Of the lines in the data below, write out exactly those from the one holding "can never win" through the one holding "with the request.", both included.

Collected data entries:
++++++++++++++++++++
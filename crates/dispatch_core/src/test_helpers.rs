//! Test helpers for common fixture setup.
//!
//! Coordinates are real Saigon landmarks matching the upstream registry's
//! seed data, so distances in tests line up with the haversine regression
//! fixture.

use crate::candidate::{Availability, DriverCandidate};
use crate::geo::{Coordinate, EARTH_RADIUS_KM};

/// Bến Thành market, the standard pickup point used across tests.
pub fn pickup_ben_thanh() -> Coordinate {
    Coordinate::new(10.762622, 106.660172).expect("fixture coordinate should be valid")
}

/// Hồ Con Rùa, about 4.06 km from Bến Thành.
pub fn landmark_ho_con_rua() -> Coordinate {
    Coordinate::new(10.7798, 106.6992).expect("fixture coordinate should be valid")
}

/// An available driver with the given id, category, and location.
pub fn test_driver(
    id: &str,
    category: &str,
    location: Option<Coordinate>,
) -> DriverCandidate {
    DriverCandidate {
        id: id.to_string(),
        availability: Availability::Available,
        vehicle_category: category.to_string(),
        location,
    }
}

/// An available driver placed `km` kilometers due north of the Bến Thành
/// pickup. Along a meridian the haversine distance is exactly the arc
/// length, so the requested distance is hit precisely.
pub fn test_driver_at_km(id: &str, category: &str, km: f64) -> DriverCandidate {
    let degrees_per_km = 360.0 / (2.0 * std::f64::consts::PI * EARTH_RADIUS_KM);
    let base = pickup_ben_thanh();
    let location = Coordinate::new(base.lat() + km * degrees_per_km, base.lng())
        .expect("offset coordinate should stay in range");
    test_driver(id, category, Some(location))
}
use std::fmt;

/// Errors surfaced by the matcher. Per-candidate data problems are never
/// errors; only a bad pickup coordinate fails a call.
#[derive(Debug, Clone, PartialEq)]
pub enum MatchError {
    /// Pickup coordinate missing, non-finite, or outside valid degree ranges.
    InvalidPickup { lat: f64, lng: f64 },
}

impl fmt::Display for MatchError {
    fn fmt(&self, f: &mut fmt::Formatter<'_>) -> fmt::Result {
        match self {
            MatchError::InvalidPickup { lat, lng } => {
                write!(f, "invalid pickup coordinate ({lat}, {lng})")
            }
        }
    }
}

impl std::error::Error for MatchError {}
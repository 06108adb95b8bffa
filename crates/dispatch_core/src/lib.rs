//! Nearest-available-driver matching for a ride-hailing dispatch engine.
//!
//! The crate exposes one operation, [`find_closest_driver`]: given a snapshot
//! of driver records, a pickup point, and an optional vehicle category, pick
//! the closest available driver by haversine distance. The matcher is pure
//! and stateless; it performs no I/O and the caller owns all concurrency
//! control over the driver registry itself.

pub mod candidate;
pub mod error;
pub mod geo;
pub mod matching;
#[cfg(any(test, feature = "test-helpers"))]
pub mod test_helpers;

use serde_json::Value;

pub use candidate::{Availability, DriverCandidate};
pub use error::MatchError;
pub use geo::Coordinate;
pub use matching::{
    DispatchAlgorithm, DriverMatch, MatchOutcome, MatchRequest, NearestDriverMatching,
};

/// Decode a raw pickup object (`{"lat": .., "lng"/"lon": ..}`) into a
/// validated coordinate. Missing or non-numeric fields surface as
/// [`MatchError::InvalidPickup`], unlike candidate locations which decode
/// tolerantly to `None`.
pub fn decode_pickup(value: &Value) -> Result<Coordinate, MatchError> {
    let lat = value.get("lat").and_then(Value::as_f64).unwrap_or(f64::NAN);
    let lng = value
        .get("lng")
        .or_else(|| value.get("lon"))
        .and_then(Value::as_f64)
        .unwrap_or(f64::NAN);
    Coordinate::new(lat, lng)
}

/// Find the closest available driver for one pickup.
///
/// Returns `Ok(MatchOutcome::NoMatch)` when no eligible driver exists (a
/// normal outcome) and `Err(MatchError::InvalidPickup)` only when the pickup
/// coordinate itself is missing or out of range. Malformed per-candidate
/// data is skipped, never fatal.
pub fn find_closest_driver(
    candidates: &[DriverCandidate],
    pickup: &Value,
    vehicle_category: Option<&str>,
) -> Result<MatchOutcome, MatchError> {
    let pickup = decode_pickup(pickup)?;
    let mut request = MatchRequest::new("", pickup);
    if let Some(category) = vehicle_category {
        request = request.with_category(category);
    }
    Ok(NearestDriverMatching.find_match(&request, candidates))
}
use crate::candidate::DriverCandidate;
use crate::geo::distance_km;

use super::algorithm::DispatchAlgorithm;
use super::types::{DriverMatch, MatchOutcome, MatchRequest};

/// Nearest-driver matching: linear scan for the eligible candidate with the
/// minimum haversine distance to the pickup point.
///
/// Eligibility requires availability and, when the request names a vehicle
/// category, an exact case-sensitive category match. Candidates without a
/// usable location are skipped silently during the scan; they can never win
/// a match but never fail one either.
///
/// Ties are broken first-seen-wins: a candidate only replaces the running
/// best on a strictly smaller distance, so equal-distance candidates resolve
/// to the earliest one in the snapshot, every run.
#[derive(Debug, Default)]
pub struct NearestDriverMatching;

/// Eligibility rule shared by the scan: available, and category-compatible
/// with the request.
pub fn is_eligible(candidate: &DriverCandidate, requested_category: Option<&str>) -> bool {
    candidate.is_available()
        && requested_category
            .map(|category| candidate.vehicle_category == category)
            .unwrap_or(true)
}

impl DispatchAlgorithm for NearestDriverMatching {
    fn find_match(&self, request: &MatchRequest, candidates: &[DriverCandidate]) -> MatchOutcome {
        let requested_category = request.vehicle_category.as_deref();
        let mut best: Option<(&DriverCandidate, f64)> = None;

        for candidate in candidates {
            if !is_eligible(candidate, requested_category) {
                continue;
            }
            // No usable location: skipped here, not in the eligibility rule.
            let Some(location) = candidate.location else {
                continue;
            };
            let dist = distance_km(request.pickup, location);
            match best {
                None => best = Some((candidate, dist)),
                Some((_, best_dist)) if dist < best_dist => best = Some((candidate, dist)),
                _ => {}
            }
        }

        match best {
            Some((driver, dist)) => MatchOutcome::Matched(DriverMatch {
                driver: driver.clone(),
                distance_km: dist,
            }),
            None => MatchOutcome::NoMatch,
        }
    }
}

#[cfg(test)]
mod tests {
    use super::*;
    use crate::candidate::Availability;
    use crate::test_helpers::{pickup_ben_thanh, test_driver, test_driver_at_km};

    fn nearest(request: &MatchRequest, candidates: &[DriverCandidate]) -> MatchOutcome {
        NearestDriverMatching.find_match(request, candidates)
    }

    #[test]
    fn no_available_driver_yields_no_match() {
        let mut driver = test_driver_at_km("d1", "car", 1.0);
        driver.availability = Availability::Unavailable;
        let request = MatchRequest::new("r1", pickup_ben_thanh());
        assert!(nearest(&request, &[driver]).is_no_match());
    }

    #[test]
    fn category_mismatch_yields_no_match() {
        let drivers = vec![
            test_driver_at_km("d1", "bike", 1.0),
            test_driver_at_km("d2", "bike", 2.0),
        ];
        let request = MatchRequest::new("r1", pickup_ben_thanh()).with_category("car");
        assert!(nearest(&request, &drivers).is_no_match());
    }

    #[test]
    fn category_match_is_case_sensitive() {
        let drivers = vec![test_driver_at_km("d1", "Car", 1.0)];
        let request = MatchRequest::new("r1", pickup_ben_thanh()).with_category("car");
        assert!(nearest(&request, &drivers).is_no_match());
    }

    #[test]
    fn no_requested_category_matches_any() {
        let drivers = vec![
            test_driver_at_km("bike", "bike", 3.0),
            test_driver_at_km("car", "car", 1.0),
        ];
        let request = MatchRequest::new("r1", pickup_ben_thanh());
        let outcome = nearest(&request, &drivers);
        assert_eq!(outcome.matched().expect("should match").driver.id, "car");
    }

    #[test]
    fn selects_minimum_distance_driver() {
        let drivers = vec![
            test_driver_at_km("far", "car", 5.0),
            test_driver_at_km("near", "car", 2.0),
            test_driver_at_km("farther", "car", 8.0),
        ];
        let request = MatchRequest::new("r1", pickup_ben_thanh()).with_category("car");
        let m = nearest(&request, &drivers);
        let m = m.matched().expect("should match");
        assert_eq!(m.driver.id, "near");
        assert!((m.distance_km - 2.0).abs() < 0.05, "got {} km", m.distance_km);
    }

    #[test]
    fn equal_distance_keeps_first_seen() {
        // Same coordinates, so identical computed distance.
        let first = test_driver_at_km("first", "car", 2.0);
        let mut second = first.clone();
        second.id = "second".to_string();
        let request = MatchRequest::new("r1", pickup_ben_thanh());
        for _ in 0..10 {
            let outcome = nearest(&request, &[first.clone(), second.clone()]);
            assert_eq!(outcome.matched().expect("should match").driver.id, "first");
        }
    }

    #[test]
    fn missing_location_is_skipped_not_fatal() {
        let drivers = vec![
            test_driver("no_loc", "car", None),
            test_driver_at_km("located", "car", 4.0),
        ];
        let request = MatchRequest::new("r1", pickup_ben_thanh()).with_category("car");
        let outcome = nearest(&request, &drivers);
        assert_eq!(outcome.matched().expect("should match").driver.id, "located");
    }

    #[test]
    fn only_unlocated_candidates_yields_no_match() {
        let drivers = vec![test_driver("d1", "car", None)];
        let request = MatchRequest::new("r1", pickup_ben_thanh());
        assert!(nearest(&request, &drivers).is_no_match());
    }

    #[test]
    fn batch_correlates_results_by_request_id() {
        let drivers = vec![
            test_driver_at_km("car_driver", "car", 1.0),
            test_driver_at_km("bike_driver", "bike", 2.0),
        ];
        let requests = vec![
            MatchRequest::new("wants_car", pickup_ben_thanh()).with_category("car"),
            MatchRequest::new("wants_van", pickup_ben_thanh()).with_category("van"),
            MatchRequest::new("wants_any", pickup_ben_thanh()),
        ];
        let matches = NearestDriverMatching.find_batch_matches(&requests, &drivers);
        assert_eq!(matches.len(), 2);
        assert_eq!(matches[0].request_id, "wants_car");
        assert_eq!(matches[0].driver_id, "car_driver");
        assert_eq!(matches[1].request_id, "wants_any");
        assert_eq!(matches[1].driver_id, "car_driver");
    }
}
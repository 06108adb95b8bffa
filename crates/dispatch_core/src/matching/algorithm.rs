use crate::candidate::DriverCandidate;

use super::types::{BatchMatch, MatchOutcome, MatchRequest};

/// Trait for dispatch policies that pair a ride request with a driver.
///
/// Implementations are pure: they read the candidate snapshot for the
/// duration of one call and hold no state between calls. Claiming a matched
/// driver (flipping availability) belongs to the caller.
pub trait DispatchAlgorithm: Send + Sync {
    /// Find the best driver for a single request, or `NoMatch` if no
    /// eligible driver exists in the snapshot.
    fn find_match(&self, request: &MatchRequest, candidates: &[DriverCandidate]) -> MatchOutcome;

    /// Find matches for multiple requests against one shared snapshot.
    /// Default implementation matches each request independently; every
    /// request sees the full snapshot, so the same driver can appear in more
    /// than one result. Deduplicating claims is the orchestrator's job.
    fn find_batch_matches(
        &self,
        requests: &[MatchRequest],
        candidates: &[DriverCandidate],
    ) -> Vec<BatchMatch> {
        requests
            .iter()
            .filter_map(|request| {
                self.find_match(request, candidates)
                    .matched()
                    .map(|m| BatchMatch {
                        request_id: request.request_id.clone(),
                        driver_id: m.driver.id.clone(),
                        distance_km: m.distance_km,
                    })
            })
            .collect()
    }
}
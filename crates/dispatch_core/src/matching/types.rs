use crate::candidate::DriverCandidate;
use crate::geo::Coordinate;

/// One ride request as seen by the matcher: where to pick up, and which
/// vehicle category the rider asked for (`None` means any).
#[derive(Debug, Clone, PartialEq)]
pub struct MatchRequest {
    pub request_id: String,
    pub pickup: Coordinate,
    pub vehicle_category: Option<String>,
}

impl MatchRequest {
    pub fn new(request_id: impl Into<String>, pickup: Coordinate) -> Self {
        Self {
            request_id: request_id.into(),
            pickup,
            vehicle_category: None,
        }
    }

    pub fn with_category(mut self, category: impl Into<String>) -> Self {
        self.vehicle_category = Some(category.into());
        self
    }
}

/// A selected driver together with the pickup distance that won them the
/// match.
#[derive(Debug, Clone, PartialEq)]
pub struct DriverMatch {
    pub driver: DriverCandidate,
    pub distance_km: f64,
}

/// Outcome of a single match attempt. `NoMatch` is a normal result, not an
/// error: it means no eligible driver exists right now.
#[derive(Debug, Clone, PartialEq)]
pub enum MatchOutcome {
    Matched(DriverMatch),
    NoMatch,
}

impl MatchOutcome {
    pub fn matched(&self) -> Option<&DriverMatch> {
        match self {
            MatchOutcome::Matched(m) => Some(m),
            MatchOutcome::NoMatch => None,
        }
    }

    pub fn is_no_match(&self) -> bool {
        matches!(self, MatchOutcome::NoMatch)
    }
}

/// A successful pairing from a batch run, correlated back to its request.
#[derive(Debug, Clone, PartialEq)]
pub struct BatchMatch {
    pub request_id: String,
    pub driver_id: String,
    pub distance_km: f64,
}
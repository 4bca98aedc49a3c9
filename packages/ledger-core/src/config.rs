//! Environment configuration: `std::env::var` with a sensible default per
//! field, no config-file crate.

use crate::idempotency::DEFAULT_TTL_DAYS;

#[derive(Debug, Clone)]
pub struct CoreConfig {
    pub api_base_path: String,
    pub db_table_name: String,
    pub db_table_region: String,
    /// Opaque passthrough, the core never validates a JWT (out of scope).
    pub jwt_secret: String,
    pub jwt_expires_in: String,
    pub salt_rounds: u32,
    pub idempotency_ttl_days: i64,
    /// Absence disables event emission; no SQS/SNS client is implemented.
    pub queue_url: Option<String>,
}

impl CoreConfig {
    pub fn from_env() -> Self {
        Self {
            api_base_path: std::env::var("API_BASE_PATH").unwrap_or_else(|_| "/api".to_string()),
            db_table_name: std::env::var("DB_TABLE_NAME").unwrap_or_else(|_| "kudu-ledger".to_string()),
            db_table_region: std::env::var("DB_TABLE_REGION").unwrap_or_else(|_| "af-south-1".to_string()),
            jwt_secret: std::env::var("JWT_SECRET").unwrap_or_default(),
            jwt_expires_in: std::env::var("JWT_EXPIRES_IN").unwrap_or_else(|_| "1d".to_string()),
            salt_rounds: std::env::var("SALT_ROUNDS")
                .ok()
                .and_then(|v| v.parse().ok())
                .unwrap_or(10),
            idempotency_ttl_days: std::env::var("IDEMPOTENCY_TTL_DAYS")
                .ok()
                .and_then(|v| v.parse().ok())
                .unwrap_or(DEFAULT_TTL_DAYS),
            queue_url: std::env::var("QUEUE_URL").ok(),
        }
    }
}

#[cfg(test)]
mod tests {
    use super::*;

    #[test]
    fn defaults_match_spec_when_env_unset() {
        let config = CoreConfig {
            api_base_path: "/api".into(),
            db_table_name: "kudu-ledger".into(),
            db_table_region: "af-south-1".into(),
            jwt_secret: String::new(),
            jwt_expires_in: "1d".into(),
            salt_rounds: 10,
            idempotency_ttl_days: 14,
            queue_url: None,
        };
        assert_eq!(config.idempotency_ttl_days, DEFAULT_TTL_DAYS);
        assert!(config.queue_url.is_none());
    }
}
++++++++++++++++++++
# [Your response]
/// usable location are skipped silently during the scan; they can never win
/// a match but never fail one either.
///
/// Ties are broken first-seen-wins: a candidate only replaces the running
/// best on a strictly smaller distance, so equal-distance candidates resolve
/// to the earliest one in the snapshot, every run.
#[derive(Debug, Default)]
pub struct NearestDriverMatching;

/// Eligibility rule shared by the scan: available, and category-compatible
/// with the request.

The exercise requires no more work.